• _PROMPT_
For the entries below, the expected answer is the line with "(#t (+ 1 (length", the line with "(cons (pair (car binding) (eval (car (cdr binding)) cur-env))", and every line between them, exactly as written, and nothing more.

• _LISTED ENTRIES_
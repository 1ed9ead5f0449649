//! Settings for a game session.

use crate::render::RenderStyle;

#[derive(Debug, Clone, Copy, PartialEq, Eq)]
pub struct GameConfig {
    /// Only let the side to move select pieces
    pub enforce_turns: bool,
    /// Captured points needed to win. The default is only reachable by taking a king.
    pub win_threshold: u32,
    pub style: RenderStyle,
}

impl Default for GameConfig {
    fn default() -> Self {
        Self {
            enforce_turns: false,
            win_threshold: 900,
            style: RenderStyle::Ansi,
        }
    }
}
//! Compiled-in library of Scheme-defined procedures and macros.
//!
//! Each entry is the value form only; `(load 'name)` parses the source
//! and binds it with an ordinary `define`, so recursive references
//! resolve through the define pre-extension like any user definition.
//! The `let` family expects `foldl` and `pair` to be loaded first.

pub const LAMBDA_SOURCES: &[(&str, &str)] = &[
    (
        "map",
        "(lambda (func lst) \
           (cond ((null? lst) '()) \
                 (#t (cons (func (car lst)) (map func (cdr lst))))))",
    ),
    (
        "foldl",
        "(lambda (binfunc acc lst) \
           (cond ((null? lst) acc) \
                 (#t (foldl binfunc (binfunc (car lst) acc) (cdr lst)))))",
    ),
    (
        "foldr",
        "(lambda (binfunc acc lst) \
           (cond ((null? lst) acc) \
                 (#t (binfunc (car lst) (foldr binfunc acc (cdr lst))))))",
    ),
    (
        "filter",
        "(lambda (pred lst) \
           (cond ((null? lst) '()) \
                 ((pred (car lst)) (cons (car lst) (filter pred (cdr lst)))) \
                 (#t (filter pred (cdr lst)))))",
    ),
    (
        "length",
        "(lambda (lst) \
           (cond ((null? lst) 0) \
                 (#t (+ 1 (length (cdr lst))))))",
    ),
    ("pair", "(lambda (x y) (cons x (cons y '())))"),
];

pub const MACRO_SOURCES: &[(&str, &str)] = &[
    (
        "if",
        "(macro (test if-clause else-clause) \
           (cond (test if-clause) (#t else-clause)))",
    ),
    (
        "let",
        "(macro (bindings expression) \
           (begin \
             (define old-env (current-environment)) \
             (define appender (lambda (binding cur-env) \
               (cons (pair (car binding) (eval (car (cdr binding)) old-env)) cur-env))) \
             (define new-env (foldl appender old-env (quote bindings))) \
             (eval (quote expression) new-env)))",
    ),
    (
        "let*",
        "(macro (bindings expression) \
           (begin \
             (define old-env (current-environment)) \
             (define appender (lambda (binding cur-env) \
               (cons (pair (car binding) (eval (car (cdr binding)) cur-env)) cur-env))) \
             (define new-env (foldl appender old-env (quote bindings))) \
             (eval (quote expression) new-env)))",
    ),
    (
        "letrec",
        "(macro (bindings expression) \
           (begin \
             (define old-env (current-environment)) \
             (define appender (lambda (binding cur-env) \
               (cons (pair (car binding) '()) cur-env))) \
             (define setter (lambda (binding cur-env) \
               (begin \
                 (assoc (car binding) cur-env (eval (car (cdr binding)) cur-env)) \
                 cur-env))) \
             (define tmp-env (foldl appender old-env (quote bindings))) \
             (define new-env (foldl setter tmp-env (quote bindings))) \
             (eval (quote expression) new-env)))",
    ),
];

/// Look up a library source by name, lambdas first.
#[must_use]
pub fn find(name: &str) -> Option<&'static str> {
    LAMBDA_SOURCES
        .iter()
        .chain(MACRO_SOURCES.iter())
        .find(|(entry, _)| *entry == name)
        .map(|(_, source)| *source)
}

#[test]
fn test_library_sources_parse() {
    let mut heap = crate::Heap::new();
    for (name, source) in LAMBDA_SOURCES.iter().chain(MACRO_SOURCES.iter()) {
        let mut scanner = crate::Scanner::new(source);
        let parsed = crate::reader::parse(&mut heap, &mut scanner);
        assert!(parsed.is_ok(), "library source `{name}` must parse");
    }
    assert!(find("map").is_some());
    assert!(find("if").is_some());
    assert!(find("missing").is_none());
}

• _EXERCISE SOLUTION_
                 (#t (+ 1 (length (cdr lst))))))",
    ),
    ("pair", "(lambda (x y) (cons x (cons y '())))"),
];

pub const MACRO_SOURCES: &[(&str, &str)] = &[
    (
        "if",
        "(macro (test if-clause else-clause) \
           (cond (test if-clause) (#t else-clause)))",
    ),
    (
        "let",
        "(macro (bindings expression) \
           (begin \
             (define old-env (current-environment)) \
             (define appender (lambda (binding cur-env) \
               (cons (pair (car binding) (eval (car (cdr binding)) old-env)) cur-env))) \
             (define new-env (foldl appender old-env (quote bindings))) \
             (eval (quote expression) new-env)))",
    ),
    (
        "let*",
        "(macro (bindings expression) \
           (begin \
             (define old-env (current-environment)) \
             (define appender (lambda (binding cur-env) \
               (cons (pair (car binding) (eval (car (cdr binding)) cur-env)) cur-env))) \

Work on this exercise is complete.